I'm looking for a small NFA build for the language of concatenation of two words of the length $k$ which are index-wise different, i.e. $$L_k=\{u\cdot v \in \Sigma^* : |u|=|v|=k\wedge \forall i, u_i\neq v_i\}$$

Notice that since $k$ is fixed, $|L_k|=(|\Sigma|\cdot(|\Sigma|-1))^k$, and is regular as a finite language.

$%$

The trivial DFA for the language contains $k$$|\Sigma| \choose k$$+1$ states and just "remembers" which letters it have seen during the first $k$ letters, however if $k=o(|\Sigma|)$, we can create a significantly smaller NFA.

$%$

A "simple" NFA for it would be of size $O^*(2^{2k})$ (more precisely, $O(k^2 \log |\Sigma| 2^{2k+O(\log^2 k)})$ ):

$%$

  1. Take a $(|\Sigma|,2k)$-universal set (i.e. a set of vectors $\mathcal V\subseteq \{0,1\}^{|\Sigma|}$ such that for every vector $u\in \{0,1\}^2k$ and a $2k$ indices, there exists a vector $v\in \mathcal V$ such that $v_{|I}=u$, i.e. if we look only at these $k$ indices in $v$ we find $u$). Such families of size $O^*(2^{2k})$ are known.

    We think of each vector $v$ as a function $\Sigma\to \{0,1\}$, where $v(\sigma_i)=1⟺v_i=1$.

$%$

  1. Create an NFA as follows:

    1. From the starting state $q_0$ create an $\epsilon$-transition to a new state for any $v\in \mathcal V$. Denote this state by $q_v$.

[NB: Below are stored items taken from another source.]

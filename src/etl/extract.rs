/// Extract Module
///
/// Fetches blocks and per-account detail from the ledger node. Transient transport failures are
/// retried with backoff at the call site; decode failures and request-shape errors are returned
/// immediately.
use serde_json::Value;
use std::future::Future;
use std::sync::Arc;

use crate::error::FetchError;
use crate::etl::transform::{self, DecodedBlock};
use crate::models::{AccountEvent, BlockHeight, ChainProperties, EnrichedAccount, VoteRecord};
use crate::retry::RetryPolicy;
use crate::rpc::LedgerApi;

/// Fetches and decodes ledger data on behalf of the workers
#[derive(Clone)]
pub struct Extractor {
    api: Arc<dyn LedgerApi>,
    policy: RetryPolicy,
    history_limit: u32,
}

impl Extractor {
    pub fn new(api: Arc<dyn LedgerApi>, policy: RetryPolicy, history_limit: u32) -> Self {
        Self { api, policy, history_limit }
    }

    async fn fetch<F, Fut>(&self, what: String, call: F) -> Result<Value, FetchError>
    where
        F: FnMut() -> Fut,
        Fut: Future<Output = Result<Value, FetchError>>,
    {
        self.policy.run(what, FetchError::is_retryable, call).await
    }

    /// Current chain properties; the last irreversible height bounds a processing pass
    pub async fn chain_properties(&self) -> Result<ChainProperties, FetchError> {
        let raw = self
            .fetch("get_dynamic_global_properties".to_string(), || self.api.get_dynamic_global_properties())
            .await?;
        Ok(transform::decode_chain_properties(&raw)?)
    }

    /// Fetch and decode a single block
    pub async fn extract_block(&self, height: BlockHeight) -> Result<DecodedBlock, FetchError> {
        tracing::debug!(height, "Fetching block");

        let raw = self.fetch(format!("get_block({})", height), || self.api.get_block(height)).await?;
        let block = transform::decode_block(height, &raw)?;

        tracing::debug!(
            height,
            ops = block.batch.operations.len(),
            new_accounts = block.new_accounts.len(),
            "Decoded block"
        );
        Ok(block)
    }

    /// Fetch history, votes and snapshot for a newly created account (one call each).
    ///
    /// Stops at the first failure; the caller skips only this account.
    pub async fn enrich_account(&self, event: &AccountEvent) -> Result<(EnrichedAccount, VoteRecord), FetchError> {
        let name = event.name.as_str();

        let raw_history = self
            .fetch(format!("get_account_history({})", name), || {
                self.api.get_account_history(name, -1, self.history_limit)
            })
            .await?;
        let history = transform::decode_history(&raw_history)?;

        let raw_votes = self.fetch(format!("get_account_votes({})", name), || self.api.get_account_votes(name)).await?;
        let votes = transform::decode_votes(name, &raw_votes)?;

        let names = [event.name.clone()];
        let raw_account = self.fetch(format!("get_accounts({})", name), || self.api.get_accounts(&names)).await?;
        let record = transform::decode_account(name, &raw_account)?;

        Ok((EnrichedAccount { event: event.clone(), record, history }, votes))
    }
}
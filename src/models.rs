/// Data Models Module
///
/// This module defines the core data structures used throughout the application.
/// These models represent decoded ledger data (blocks, operations, accounts, votes)
/// and the messages that travel between the workers and the sink writers.
use chrono::NaiveDateTime;
use serde::{Deserialize, Serialize};
use std::collections::BTreeMap;

/// Position of a block in the chain
pub type BlockHeight = u64;

/// Unit of work handed from the height source to exactly one worker
#[derive(Debug, Clone, Copy, PartialEq, Eq)]
pub struct BlockTask {
    pub height: BlockHeight,
}

/// A single operation inside a block, normalised from either node encoding
#[derive(Debug, Clone, PartialEq, Serialize, Deserialize)]
pub struct BlockOperation {
    pub trx_index: usize,
    pub trx_id: Option<String>,
    pub kind: String,
    pub payload: serde_json::Value,
}

/// All operations of one block, tagged with the originating height
#[derive(Debug, Clone, PartialEq, Serialize, Deserialize)]
pub struct OperationBatch {
    pub height: BlockHeight,
    pub timestamp: NaiveDateTime,
    pub transaction_count: usize,
    pub operations: Vec<BlockOperation>,
}

/// A new account name detected in a block
#[derive(Debug, Clone, PartialEq, Eq, Serialize, Deserialize)]
pub struct AccountEvent {
    pub name: String,
    pub height: BlockHeight,
    pub trx_id: Option<String>,
    pub creator: Option<String>,
}

/// Snapshot of an account as reported by the node
#[derive(Debug, Clone, PartialEq, Serialize, Deserialize)]
pub struct AccountRecord {
    pub name: String,
    pub created: Option<NaiveDateTime>,
    pub mined: bool,
    pub post_count: u64,
    pub balance: String,
    pub witness_votes: Vec<String>,
    pub reputation: BTreeMap<String, String>,
    pub last_post: Option<NaiveDateTime>,
    pub voting_power: i64,
}

/// One entry of an account's operation history
#[derive(Debug, Clone, PartialEq, Serialize, Deserialize)]
pub struct AccountHistoryEntry {
    pub sequence: u64,
    pub trx_id: String,
    pub op_type: String,
    pub op: serde_json::Value,
    pub voter: Option<String>,
    pub author: Option<String>,
    pub permlink: Option<String>,
    pub weight: Option<i64>,
    pub timestamp: NaiveDateTime,
}

/// A single vote cast by an account
#[derive(Debug, Clone, PartialEq, Serialize, Deserialize)]
pub struct VoteEntry {
    pub authorperm: String,
    pub weight: i64,
    pub rshares: i64,
    pub percent: i64,
    pub time: NaiveDateTime,
}

impl VoteEntry {
    /// Author part of `author/permlink`
    pub fn author(&self) -> &str {
        self.authorperm.split_once('/').map(|(author, _)| author).unwrap_or(&self.authorperm)
    }
}

/// All votes of one account
#[derive(Debug, Clone, PartialEq, Serialize, Deserialize)]
pub struct VoteRecord {
    pub account: String,
    pub votes: Vec<VoteEntry>,
}

/// Account snapshot plus history, ready for the account writer
#[derive(Debug, Clone, PartialEq)]
pub struct EnrichedAccount {
    pub event: AccountEvent,
    pub record: AccountRecord,
    pub history: Vec<AccountHistoryEntry>,
}

/// Destination role of a message
#[derive(Debug, Clone, Copy, PartialEq, Eq, Hash)]
pub enum SinkRole {
    Operations,
    Accounts,
    Votes,
}

impl SinkRole {
    pub fn as_str(&self) -> &str {
        match self {
            Self::Operations => "operations",
            Self::Accounts => "accounts",
            Self::Votes => "votes",
        }
    }
}

impl std::fmt::Display for SinkRole {
    fn fmt(&self, f: &mut std::fmt::Formatter<'_>) -> std::fmt::Result {
        f.write_str(self.as_str())
    }
}

/// Closed set of payloads carried by the writer queues
#[derive(Debug, Clone, PartialEq)]
pub enum SinkMessage {
    OperationBatch(OperationBatch),
    Account(Box<EnrichedAccount>),
    Votes(VoteRecord),
}

impl SinkMessage {
    pub fn role(&self) -> SinkRole {
        match self {
            Self::OperationBatch(_) => SinkRole::Operations,
            Self::Account(_) => SinkRole::Accounts,
            Self::Votes(_) => SinkRole::Votes,
        }
    }

    /// Natural key of the message, used in logs and for upserts
    pub fn key(&self) -> String {
        match self {
            Self::OperationBatch(batch) => batch.height.to_string(),
            Self::Account(account) => account.record.name.clone(),
            Self::Votes(votes) => votes.account.clone(),
        }
    }
}

/// Per-height processing state
#[derive(Debug, Clone, Copy, PartialEq, Eq)]
pub enum HeightState {
    Pending,
    Fetching,
    Decoded,
    ExtractingAccounts,
    QueuedForWrite,
    Written,
    Failed,
}

impl HeightState {
    pub fn is_terminal(&self) -> bool {
        matches!(self, Self::Written | Self::Failed)
    }
}

/// Chain properties used to bound a processing pass
#[derive(Debug, Clone, Copy, PartialEq, Eq)]
pub struct ChainProperties {
    pub head_block_number: BlockHeight,
    pub last_irreversible_block_num: BlockHeight,
}
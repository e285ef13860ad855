/// CLI Module
///
/// Command-line interface configuration using clap.
use clap::Parser;
use std::time::Duration;

use crate::error::ConfigError;
use crate::models::BlockHeight;
use crate::pipeline::PipelineConfig;
use crate::retry::RetryPolicy;

/// Steem Block Harvester - Ingestion Pipeline
///
/// Harvest blocks, new accounts and votes from a ledger node into PostgreSQL and a relationship graph
#[derive(Parser, Debug)]
#[command(name = "steem-block-harvester")]
#[command(author, version, about, long_about = None)]
pub struct Cli {
    /// Ledger node JSON-RPC endpoint (overrides STEEM_RPC_URL env var)
    #[arg(short = 'r', long = "rpc_endpoint", value_name = "URL")]
    pub rpc_endpoint: Option<String>,

    /// Re-establish the node connection after a connection failure
    #[arg(long, value_name = "BOOL", default_value_t = true, action = clap::ArgAction::Set)]
    pub reconnect: bool,

    /// Database connection URL (overrides DATABASE_URL env var)
    #[arg(short = 'd', long = "database_url", value_name = "URL")]
    pub database_url: Option<String>,

    /// Number of concurrent block workers
    #[arg(short = 'w', long, value_name = "COUNT", default_value = "12")]
    pub workers: usize,

    /// Capacity of the task queue and of each writer queue
    #[arg(long = "queue_capacity", value_name = "SIZE", default_value = "1024")]
    pub queue_capacity: usize,

    /// First height to process
    #[arg(short = 's', long = "start_height", value_name = "HEIGHT", default_value = "1")]
    pub start_height: BlockHeight,

    /// Last height to process (defaults to the last irreversible height)
    #[arg(short = 'e', long = "end_height", value_name = "HEIGHT")]
    pub end_height: Option<BlockHeight>,

    /// Maximum attempts for each RPC call
    #[arg(long = "max_retries", value_name = "COUNT", default_value = "3")]
    pub max_retries: usize,

    /// Base backoff delay in milliseconds (doubles on every retry)
    #[arg(long = "retry_delay_ms", value_name = "MS", default_value = "500")]
    pub retry_delay_ms: u64,

    /// Maximum attempts for each sink write
    #[arg(long = "write_retries", value_name = "COUNT", default_value = "6")]
    pub write_retries: usize,

    /// History entries fetched per new account
    #[arg(long = "history_limit", value_name = "COUNT", default_value = "1000")]
    pub history_limit: u32,

    /// RPC request timeout in seconds
    #[arg(long = "rpc_timeout", value_name = "SECONDS", default_value = "30")]
    pub rpc_timeout: u64,

    /// Keep following the irreversible height once the initial range is done
    #[arg(short = 'c', long)]
    pub continuous: bool,

    /// Interval between irreversible height polls in continuous mode, in seconds
    #[arg(long, value_name = "SECONDS", default_value = "3")]
    pub interval: u64,
}

/// Fully resolved settings
#[derive(Debug, Clone)]
pub struct AppConfig {
    pub rpc_endpoint: String,
    pub reconnect: bool,
    pub rpc_timeout: Duration,
    pub database_url: String,
    /// Pool size shared by the operations and account writers
    pub db_max_connections: u32,
    pub pipeline: PipelineConfig,
}

impl Cli {
    /// Validate CLI arguments
    pub fn validate(&self) -> Result<(), ConfigError> {
        let positive = |name: &'static str, value: usize| {
            if value == 0 {
                Err(ConfigError::InvalidValue { name, reason: "must be greater than 0".to_string() })
            } else {
                Ok(())
            }
        };

        positive("workers", self.workers)?;
        positive("queue_capacity", self.queue_capacity)?;
        positive("max_retries", self.max_retries)?;
        positive("write_retries", self.write_retries)?;

        if self.start_height == 0 {
            return Err(ConfigError::InvalidValue { name: "start_height", reason: "heights start at 1".to_string() });
        }

        if let Some(end) = self.end_height {
            if self.start_height > end {
                return Err(ConfigError::InvalidValue {
                    name: "end_height",
                    reason: format!("start height ({}) must be <= end height ({})", self.start_height, end),
                });
            }
        }

        Ok(())
    }

    /// Resolve flags and environment into the final configuration
    pub fn into_config(self) -> Result<AppConfig, ConfigError> {
        self.resolve(|key| std::env::var(key).ok())
    }

    fn resolve(self, env: impl Fn(&str) -> Option<String>) -> Result<AppConfig, ConfigError> {
        self.validate()?;

        let rpc_endpoint =
            self.rpc_endpoint.or_else(|| env("STEEM_RPC_URL")).ok_or(ConfigError::Missing("rpc_endpoint"))?;
        let database_url =
            self.database_url.or_else(|| env("DATABASE_URL")).ok_or(ConfigError::Missing("database_url"))?;

        let retry_delay = Duration::from_millis(self.retry_delay_ms);

        Ok(AppConfig {
            rpc_endpoint,
            reconnect: self.reconnect,
            rpc_timeout: Duration::from_secs(self.rpc_timeout),
            database_url,
            db_max_connections: 4,
            pipeline: PipelineConfig {
                start_height: self.start_height,
                end_height: self.end_height,
                workers: self.workers,
                queue_capacity: self.queue_capacity,
                fetch_retry: RetryPolicy::new(self.max_retries, retry_delay),
                write_retry: RetryPolicy::new(self.write_retries, retry_delay),
                history_limit: self.history_limit,
                continuous: self.continuous,
                poll_interval: Duration::from_secs(self.interval),
            },
        })
    }
}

    2. From each $q_v$ build a path of states which accepts all words whose first $k$ letters are mapped by $v$ to 0, and the later $k$ letters are mapped by $v$ to 1.

$%$

Basically, the idea is that the universal set allowes us to partition the letters which are allowed to appear in the first $k$ symbols from the rest, and we get every word in the language since there has to be a corresponding vector $v\in \mathcal V$ which partitions it right.

So the questions are:

What is the size of the smallest NFA for $L$?

Is this construction optimal?

What lower bound we can prove for such automaton size?

$\endgroup$
  • $\begingroup$ somewhat related computing minimal NFAs from DFAs tcs.se $\endgroup$ – vzn Jul 16 '14 at 15:36
  • $\begingroup$ Thanks @vzn. Indeed, had $DFA\to NFA$ minimization been poly-time solvable, this question becomes useless. Unfortunately, as it's PSPACE-complete, we have to work hard to build small NFAs for interesting languages. $\endgroup$ – R B Jul 16 '14 at 15:39
  • $\begingroup$ why do you say it is "useless" if it is in PTime? to me that would only mean there is an efficient algorithm for it. anyway this seems rather abstract/ theoretical (verging on research/ Theoretical Computer Science), does it have more bkg/ motivation/ application? $\endgroup$ – vzn Jul 16 '14 at 17:34
  • $\begingroup$ @vzn - this language is a special case of a language I use for developing parameterized algorithms for a family of packing problems. It uses an automaton for the language, in addition to constraint from the input and checks if it's language is empty. I can't expand too much on the usage (as it's still a work in progress), but the letter difference basically ensures that every items isn't packed "too many times". I've simplified the language as much as possible, but I believe that any technique used to build NFA for $L$ would help me improve my construction for the actual language I'm using. $\endgroup$ – R B Jul 16 '14 at 21:37
3
$\begingroup$

Update: this doesn't answer the question that the original poster was looking for, and doesn't help with the general case where $|\Sigma|>2$, so the question remains open.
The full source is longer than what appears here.